This year, Bangladesh and Dhaka's winter has been tough. At least the sound of complaints is high, thanks to social media and the general nature of Bangladeshis. I don't know about the temperature levels but I fear the heat far more and have horrible memories of last year's long hot summer, the hottest since records were kept or whatever.

However, things will get worse in the 2024 summer and I am quite pissed off at the prospect of heat and sweat. As someone once said after the cold war was supposed to have ended: "Man, the hot war coming is far worse." Please weep as freely as you wish, summer is going to be unleashed soon.

Moscow

I have not seen Moscow's winters but what I saw in early March days in 1996 was good enough for me. It was just plain very bad cold when I arrived but the weather didn't get warmer as the days went by. I was once walking past the Kremlin with a friend, a Bangladeshi living in Moscow with a wife from a central Asian affiliate of the still intact Soviet Union.

It was so cold -minus 5 I guess- and miserable that I barely looked at that silly building next to a graveyard. I hoped the Moscow cold got them all. I saw a newly married couple standing near the graves and laid flowers on the burial tombstones and there was silent drama on but I missed it all. I was just interested in pushing on towards the Metro which was rumored to be heated but as luck would have it another drama ensured and that is another story but I had to stand outside and shiver for another fifteen minutes before I could enter the warmish shelter and realize the world had other people too.

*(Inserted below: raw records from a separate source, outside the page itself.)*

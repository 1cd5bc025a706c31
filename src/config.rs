//! Configuration for the engine and its rules
//!
//! Reads configuration from:
//! - `.sitefixrc.yaml` / `.sitefixrc.json` (project-level)
//! - `~/.sitefixrc.yaml` (user-level)

use crate::diagnostic::Severity;
use crate::fix::ParenPolicy;
use serde::{Deserialize, Serialize};
use std::collections::HashMap;
use std::path::{Path, PathBuf};
use thiserror::Error;

/// Configuration error
#[derive(Debug, Error)]
pub enum ConfigError {
    #[error("IO error: {0}")]
    Io(#[from] std::io::Error),

    #[error("YAML parse error: {0}")]
    Yaml(#[from] serde_yaml::Error),

    #[error("JSON parse error: {0}")]
    Json(#[from] serde_json::Error),

    #[error("Invalid configuration: {0}")]
    Invalid(String),
}

/// Engine settings
#[derive(Debug, Clone, Serialize, Deserialize)]
#[serde(default)]
pub struct EngineConfig {
    /// Evaluate compilation units in parallel
    pub parallel: bool,

    /// Number of parallel jobs (0 = auto-detect)
    pub jobs: usize,
}

impl Default for EngineConfig {
    fn default() -> Self {
        Self {
            parallel: true,
            jobs: 0,
        }
    }
}

/// Output settings
#[derive(Debug, Clone, Serialize, Deserialize)]
#[serde(default)]
pub struct OutputConfig {
    /// Output format
    pub format: OutputFormat,

    /// Color mode
    pub color: ColorMode,

    /// Verbose output
    pub verbose: bool,

    /// Show statistics
    pub statistics: bool,
}

impl Default for OutputConfig {
    fn default() -> Self {
        Self {
            format: OutputFormat::Text,
            color: ColorMode::Auto,
            verbose: false,
            statistics: true,
        }
    }
}

/// Output format options
#[derive(Debug, Clone, Copy, PartialEq, Eq, Default, Serialize, Deserialize)]
#[serde(rename_all = "lowercase")]
pub enum OutputFormat {
    #[default]
    Text,
    Json,
}

impl std::str::FromStr for OutputFormat {
    type Err = String;

    fn from_str(s: &str) -> Result<Self, Self::Err> {
        match s.to_lowercase().as_str() {
            "text" => Ok(OutputFormat::Text),
            "json" => Ok(OutputFormat::Json),
            _ => Err(format!("Unknown output format: {}", s)),
        }
    }
}

/// Color mode options
#[derive(Debug, Clone, Copy, PartialEq, Eq, Default, Serialize, Deserialize)]
#[serde(rename_all = "lowercase")]
pub enum ColorMode {
    #[default]
    Auto,
    Always,
    Never,
}

/// Rule configuration
#[derive(Debug, Clone, Default, Serialize, Deserialize)]
#[serde(default)]
pub struct RulesConfig {
    /// Disabled rules
    pub disabled: Vec<String>,

    /// Enabled rules (empty = all)
    pub enabled: Vec<String>,

    /// Severity overrides (rule_id -> severity)
    pub severity: HashMap<String, Severity>,

    /// Per-file rule ignores (glob pattern -> rule IDs, or "all")
    pub per_file: HashMap<String, Vec<String>>,
}

/// Settings that shape synthesized fixes
#[derive(Debug, Clone, PartialEq, Eq, Serialize, Deserialize)]
#[serde(default)]
pub struct FixConfig {
    /// Fully-qualified class providing saturating narrowing
    pub saturating_helper: String,

    /// Static method on the helper class
    pub saturating_method: String,

    /// Node kinds wrapped in parentheses when spliced in place of a call
    pub parenthesize: ParenPolicy,
}

impl Default for FixConfig {
    fn default() -> Self {
        Self {
            saturating_helper: "com.google.common.primitives.Ints".to_string(),
            saturating_method: "saturatedCast".to_string(),
            parenthesize: ParenPolicy::default(),
        }
    }
}

/// Main configuration structure
#[derive(Debug, Clone, Default, Serialize, Deserialize)]
#[serde(default)]
pub struct Config {
    /// Other configuration files to load first
    pub extends: Vec<String>,

    /// Engine settings
    pub engine: EngineConfig,

    /// Output settings
    pub output: OutputConfig,

    /// Rule configuration
    pub rules: RulesConfig,

    /// Fix synthesis settings
    pub fix: FixConfig,
}

impl Config {
    /// Create default configuration
    pub fn new() -> Self {
        Self::default()
    }

    /// Load configuration from a file
    pub fn load(path: &Path) -> Result<Self, ConfigError> {
        Self::load_with_depth(path, 0)
    }

    /// Load with recursion depth limit (to prevent infinite loops)
    fn load_with_depth(path: &Path, depth: usize) -> Result<Self, ConfigError> {
        const MAX_DEPTH: usize = 10;
        if depth >= MAX_DEPTH {
            return Err(ConfigError::Invalid(
                "Maximum config inheritance depth exceeded".to_string(),
            ));
        }

        let content = std::fs::read_to_string(path)?;

        let ext = path.extension().and_then(|e| e.to_str()).unwrap_or("");

        let mut config: Self = match ext {
            "yaml" | "yml" => serde_yaml::from_str(&content)?,
            "json" => serde_json::from_str(&content)?,
            _ => {
                return Err(ConfigError::Invalid(format!(
                    "Unknown config file format: {}",
                    ext
                )))
            }
        };
        log::debug!("Loaded config from {}", path.display());

        if !config.extends.is_empty() {
            let base_dir = path.parent().unwrap_or(Path::new("."));
            let mut base_config = Self::default();

            for extend in &config.extends.clone() {
                let extend_path = if Path::new(extend).is_absolute() {
                    PathBuf::from(extend)
                } else {
                    base_dir.join(extend)
                };
                base_config.merge(Self::load_with_depth(&extend_path, depth + 1)?);
            }

            // Current config wins over everything it extends
            base_config.merge(config);
            config = base_config;
        }

        Ok(config)
    }

    /// Merge another config into this one (other takes precedence)
    pub fn merge(&mut self, other: Self) {
        if other.engine.jobs != 0 {
            self.engine.jobs = other.engine.jobs;
        }
        if !other.engine.parallel {
            self.engine.parallel = false;
        }

        if other.output.format != OutputFormat::Text {
            self.output.format = other.output.format;
        }
        if other.output.verbose {
            self.output.verbose = true;
        }
        if other.output.color != ColorMode::Auto {
            self.output.color = other.output.color;
        }
        if !other.output.statistics {
            self.output.statistics = false;
        }

        self.rules.disabled.extend(other.rules.disabled);
        if !other.rules.enabled.is_empty() {
            self.rules.enabled = other.rules.enabled;
        }
        self.rules.severity.extend(other.rules.severity);
        for (pattern, rules) in other.rules.per_file {
            self.rules.per_file.entry(pattern).or_default().extend(rules);
        }

        let defaults = FixConfig::default();
        if other.fix.saturating_helper != defaults.saturating_helper {
            self.fix.saturating_helper = other.fix.saturating_helper;
        }
        if other.fix.saturating_method != defaults.saturating_method {
            self.fix.saturating_method = other.fix.saturating_method;
        }
        if other.fix.parenthesize != defaults.parenthesize {
            self.fix.parenthesize = other.fix.parenthesize;
        }
    }

    /// Load configuration from default locations
    pub fn load_default() -> Result<Self, ConfigError> {
        let config_names = [
            ".sitefixrc.yaml",
            ".sitefixrc.yml",
            ".sitefixrc.json",
            "sitefix.yaml",
            "sitefix.yml",
            "sitefix.json",
        ];

        for name in &config_names {
            let path = PathBuf::from(name);
            if path.exists() {
                return Self::load(&path);
            }
        }

        if let Some(home) = dirs::home_dir() {
            for name in &config_names {
                let path = home.join(name);
                if path.exists() {
                    return Self::load(&path);
                }
            }
        }

        Ok(Self::default())
    }

    /// Merge CLI arguments into configuration
    pub fn merge_cli(
        &mut self,
        format: Option<OutputFormat>,
        verbose: Option<bool>,
        jobs: Option<usize>,
        disabled_rules: Option<Vec<String>>,
        enabled_rules: Option<Vec<String>>,
    ) {
        if let Some(f) = format {
            self.output.format = f;
        }
        if let Some(v) = verbose {
            self.output.verbose = v;
        }
        if let Some(j) = jobs {
            self.engine.jobs = j;
        }
        if let Some(disabled) = disabled_rules {
            self.rules.disabled.extend(disabled);
        }
        if let Some(enabled) = enabled_rules {
            self.rules.enabled = enabled;
        }
    }

    /// Check if a rule is enabled
    pub fn is_rule_enabled(&self, rule_id: &str) -> bool {
        if self.rules.disabled.iter().any(|r| r == rule_id) {
            return false;
        }
        if !self.rules.enabled.is_empty() {
            return self.rules.enabled.iter().any(|r| r == rule_id);
        }
        true
    }

    /// Get severity override for a rule
    pub fn get_severity_override(&self, rule_id: &str) -> Option<Severity> {
        self.rules.severity.get(rule_id).copied()
    }

    /// Check if a rule should be ignored for a file
    pub fn should_ignore_rule_for_file(&self, rule_id: &str, file_path: &Path) -> bool {
        let file_str = file_path.to_string_lossy();

        for (pattern, rules) in &self.rules.per_file {
            match globset::Glob::new(pattern) {
                Ok(glob) => {
                    let matcher = glob.compile_matcher();
                    if matcher.is_match(file_str.as_ref())
                        && rules.iter().any(|r| r == "all" || r == rule_id)
                    {
                        return true;
                    }
                }
                Err(e) => log::warn!("Ignoring invalid per-file pattern '{}': {}", pattern, e),
            }
        }

        false
    }
}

The next day it snowed and at least watching the famous snowfall in Moscow gives people some bragging rights. I mean you can't pass a piece of Russian novel without a Moscow snow scene so I did get to see snow in Moscow and like everything weatherly can't figure out why there is so much noise about it. Snowfall itself is silent and it's the drunks who slip and fall on the pavement that make the noise.

Kathmandu

A Kolkata street astrologer once told me without any prompting that I was on my third birth and would have another soon. My first birth was in ancient India close to Nepal or whatever and I was a teacher of Vedas. Apparently I was very angry at some lazy student and slapped him and he died.

That being rather impolite, I paid the price by having to swing around the celestial universe without a ticket back for a long time. For me it was the other way around. I was denied birth. The second birth was much better and partially redeemed. Nevertheless that might explain why I am drawn so much to Kathmandu. Wonder what happened to the student I slapped and killed?

The mornings would be slightly uncomfortable as the portable heater worked well but soon turned the room very warm but once it was shut down the chill wriggled back soon enough. So a coldish sleep. The taps would freeze though it was linked to the solar heated water tank but still not too bad. Zero and minus1 or 2 was fine and rooms were comfortable at home and in the office.

I loved walking on the streets feeling a sense of unexplained affinity with the city and its people. I really did feel I knew them from my instincts and can't still explain this feeling. But that nagging sense of belonging has never left me and even the last time I was there seven years back I felt the same.

Winter and Maobad and bleeding streets

I would often walk down to the wine shop near the gate of the Thamel city and chat with the shopkeeper. He knew I didn't drink and accepted me as a curious foreigner. Winter was good for his business and he was in a jollier mood. The time was the peak of the Maoist insurgency and many were anxious if not scared. But he wasn't.

"Ah, the Nepalese, they will never accept Maobad. These Maoists have already condemned alcohol and that is bad. People like their alcohol and they won't like anyone coming between them and their glass. It will fail even if they gain power." I would walk back home which was close by and he would always say, "be careful." Just a throw away phrase yet it still rings in my mind.

His political analysis was rather biased I would agree but he was right that Maoism never took root in Nepal. Such an affectionate winter in the year I was there.

But I had also spent a few days of winter in Addis Ababa, Ethiopia where a war was still on and the city was split into three parts, each under the control of different tribes and groups. I saw violence flare, people scream and run and watching it all from the steps of Hotel Ghion I had realized winters are different for different people and the hues of the sun can easily become the colours of raw blood.